Well, I did Day 12 which is dealing with cravings. As I have often said, my cravings are very specific. For me, the best line of defense is eating very healthy meaning eating those 3-4 servings of fruit and 4-6 servings of vegetables every day. The main thing is for me not to “cave in” and ask Paul to pick me up something chocolate. Then, I get myself in trouble. Another place where I really have a hard time eating healthy is when we decide to stop by McDonald’s. Almost always I order a value meal which means french fries, a burger and soft drink. Now, there are other choices there but I just am not familiar enough with their menu so I’m like a deer in head lights. I just freeze. So, until I have a clear cut strategy of how to handle fast food restaurants, I probably shouldn’t go to them.
Tomorrow, we are going to eat at COB. It will be my last not-counting meal I will have from now on. There is a section on “special occasions” in about 75 pgs in the book. Since this is a quick read, I hope that by the time I eat out again I will know exactly what I should do. What I have been doing is allowing myself to choose carefully but still eat around 1100-1300 calories both at GC and CO. The “coach” of BDS said he thought you could eat 200+ calories over what you normally eat. I was thinking that I could also combine one meal and a snack which would be about that. Even so, that is not a lot to eat at either of these restaurants. I could “solve” that problem by not eating out as much or when I am there remind myself what my end goal is and how important it is that I make good choices when I am eating out. Maybe, a combination of both will be the best way for me. Initially, I know I am going to feel “cheated” and I will feel like we aren’t getting our money’s worth but maybe I can find some creative ways to mix low calorie foods at both restaurants so I feel like I had a large meal and was able to enjoy some favorites.
Afterwards, we are going to plant our garden. We have a deadline of May 1st. Considering it seems like we just got the plot, that deadline has crept up on us. Once it is planted though, it will be exciting to go and check on it and see how things are growing. I am just so glad that I pushed for us to do this. I really look forward to fresh produce for pennies. I know that P will be “sold” the first time he brings home to eat something from our garden.

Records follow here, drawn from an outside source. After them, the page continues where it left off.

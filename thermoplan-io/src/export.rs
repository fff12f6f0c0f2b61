use std::collections::HashSet;

use serde_json::{Map, Value};
use tracing::warn;

use thermoplan_model::{Entity, ModelType, RootEntity, Symbol};
use thermoplan_pack::{DataPack, PackError, PackResult};

/// Converts an entity into its JSON document form.
///
/// Implementations fill in everything beyond `id` and `@type`, which
/// [`JsonExport::document`] writes first. Field order and naming belong to
/// the implementation; absence is expressed by not inserting the field.
pub trait ToDocument: Entity {
    /// Concrete type tag recorded as `@type`. Informational: decoding
    /// dispatch is driven by the caller-chosen type, never by this string.
    const TAG: &'static str;

    fn write_fields(&self, doc: &mut Map<String, Value>, w: &mut JsonExport<'_>);
}

/// Reference-resolving writer.
///
/// Unbound, it only produces documents: reference fields still become
/// `{id, @type, name}` structures, but nothing is persisted. Bound to a
/// [`DataPack`], every root entity reachable through reference fields is
/// additionally written into the pack — each (category, id) at most once,
/// however often it is shared, and cycles terminate because an id that is
/// already present or currently being written is emitted as a reference
/// without recursing.
pub struct JsonExport<'a> {
    pack: Option<&'a mut DataPack>,
    writing: HashSet<(ModelType, String)>,
}

impl<'a> JsonExport<'a> {
    /// A writer that produces documents without persisting anything.
    pub fn new() -> Self {
        Self {
            pack: None,
            writing: HashSet::new(),
        }
    }

    /// A writer that persists referenced root entities into `pack`.
    pub fn to_pack(pack: &'a mut DataPack) -> Self {
        Self {
            pack: Some(pack),
            writing: HashSet::new(),
        }
    }

    /// Convert an entity to its document. Bound to a pack, this also writes
    /// every referenced root entity that is not yet stored.
    pub fn document<E: ToDocument>(&mut self, entity: &E) -> Map<String, Value> {
        let mut doc = Map::new();
        doc.insert("id".into(), Value::String(entity.id().to_string()));
        doc.insert("@type".into(), Value::String(E::TAG.to_string()));
        entity.write_fields(&mut doc, self);
        doc
    }

    /// Persist a root entity (and, transitively, everything it references)
    /// into the bound pack.
    ///
    /// An empty id or an id containing `/` is rejected with
    /// [`PackError::InvalidId`] before the pack is touched. If the pack
    /// already holds a document for this (category, id), nothing happens —
    /// the stored bytes stay exactly as they were. Without a bound pack this
    /// is a no-op.
    pub fn write<E: RootEntity + ToDocument>(&mut self, entity: &E) -> PackResult<()> {
        let id = entity.id();
        if id.is_empty() || id.contains('/') {
            return Err(PackError::InvalidId(id.to_string()));
        }
        match self.pack.as_deref() {
            Some(pack) if !pack.contains(E::TYPE, id) => {}
            _ => return Ok(()),
        }
        let key = (E::TYPE, id.to_string());
        if !self.writing.insert(key.clone()) {
            // Already being written higher up this traversal; the reference
            // alone is enough.
            return Ok(());
        }
        let doc = self.document(entity);
        let result = match self.pack.as_deref_mut() {
            Some(pack) => pack.put(E::TYPE, &doc),
            None => Ok(()),
        };
        self.writing.remove(&key);
        result
    }

    // ── field helpers ────────────────────────────────────────────

    /// Insert a string field; absent values are omitted, not null.
    pub fn put_str(&self, doc: &mut Map<String, Value>, field: &str, value: Option<&str>) {
        if let Some(value) = value {
            doc.insert(field.to_string(), Value::String(value.to_string()));
        }
    }

    pub fn put_f64(&self, doc: &mut Map<String, Value>, field: &str, value: Option<f64>) {
        if let Some(value) = value {
            if let Some(number) = serde_json::Number::from_f64(value) {
                doc.insert(field.to_string(), Value::Number(number));
            }
        }
    }

    pub fn put_i32(&self, doc: &mut Map<String, Value>, field: &str, value: Option<i32>) {
        if let Some(value) = value {
            doc.insert(field.to_string(), Value::Number(value.into()));
        }
    }

    /// Insert a flag only when set; an unset flag reads back as `false`.
    pub fn put_flag(&self, doc: &mut Map<String, Value>, field: &str, value: bool) {
        if value {
            doc.insert(field.to_string(), Value::Bool(true));
        }
    }

    /// Insert a raw numeric sequence verbatim; empty sequences are omitted.
    pub fn put_f64s(&self, doc: &mut Map<String, Value>, field: &str, values: &[f64]) {
        if values.is_empty() {
            return;
        }
        let numbers = values
            .iter()
            .filter_map(|v| serde_json::Number::from_f64(*v))
            .map(Value::Number)
            .collect();
        doc.insert(field.to_string(), Value::Array(numbers));
    }

    /// Insert an enumerated field via its symbolic name.
    pub fn put_enum<S: Symbol>(&self, doc: &mut Map<String, Value>, field: &str, value: Option<S>) {
        if let Some(value) = value {
            doc.insert(field.to_string(), Value::String(value.symbol().to_string()));
        }
    }

    /// Embed a value entity inline.
    pub fn put_value<E: ToDocument>(
        &mut self,
        doc: &mut Map<String, Value>,
        field: &str,
        value: Option<&E>,
    ) {
        if let Some(value) = value {
            let inline = self.document(value);
            doc.insert(field.to_string(), Value::Object(inline));
        }
    }

    /// Embed a sequence of value entities inline; empty sequences are omitted.
    pub fn put_values<E: ToDocument>(
        &mut self,
        doc: &mut Map<String, Value>,
        field: &str,
        values: &[E],
    ) {
        if values.is_empty() {
            return;
        }
        let inline: Vec<Value> = values
            .iter()
            .map(|v| Value::Object(self.document(v)))
            .collect();
        doc.insert(field.to_string(), Value::Array(inline));
    }

    /// Emit a reference to a root entity, persisting the referent first when
    /// a pack is bound and does not contain it yet.
    pub fn put_ref<R: RootEntity + ToDocument>(
        &mut self,
        doc: &mut Map<String, Value>,
        field: &str,
        target: Option<&R>,
    ) {
        if let Some(target) = target {
            let reference = self.reference(target);
            doc.insert(field.to_string(), reference);
        }
    }

    /// Emit a sequence of references; empty sequences are omitted.
    pub fn put_refs<R: RootEntity + ToDocument>(
        &mut self,
        doc: &mut Map<String, Value>,
        field: &str,
        targets: &[R],
    ) {
        if targets.is_empty() {
            return;
        }
        let references: Vec<Value> = targets.iter().map(|t| self.reference(t)).collect();
        doc.insert(field.to_string(), Value::Array(references));
    }

    fn reference<R: RootEntity + ToDocument>(&mut self, target: &R) -> Value {
        // A referent that cannot be persisted (bad id) is logged and the
        // traversal continues; the reference structure itself is still
        // emitted so the document stays structurally complete.
        if let Err(err) = self.write(target) {
            warn!(category = %R::TYPE, %err, "referenced entity not persisted");
        }
        let mut reference = Map::new();
        reference.insert("id".into(), Value::String(target.id().to_string()));
        reference.insert("@type".into(), Value::String(R::TAG.to_string()));
        reference.insert(
            "name".into(),
            match target.name() {
                Some(name) => Value::String(name.to_string()),
                None => Value::Null,
            },
        );
        Value::Object(reference)
    }
}

impl Default for JsonExport<'_> {
    fn default() -> Self {
        Self::new()
    }
}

I hope that some of the other people will share some of their produce. I know I’d be willing depending on how much comes up. It would be a great way to try some new things to eat.
Well, last night I awoke almost every 45 minutes to go to the bathroom. I must have really released a lot of sodium-induced water bloat because around 8 am I had a horrible cramp in my left calf. I only get those if I have lost 3-4 lbs of “water weight”. The “good news” is that it is gone. The “bad news” is that those Charlie horses are pretty painful. I was preoccupied thinking about how we are going to make next month’s rent.
[Note: I have been keeping a ongoing private journal separately from this diet blog which I am now incorporating some of that material into this blog. Dates written are actual although published at a much later date.]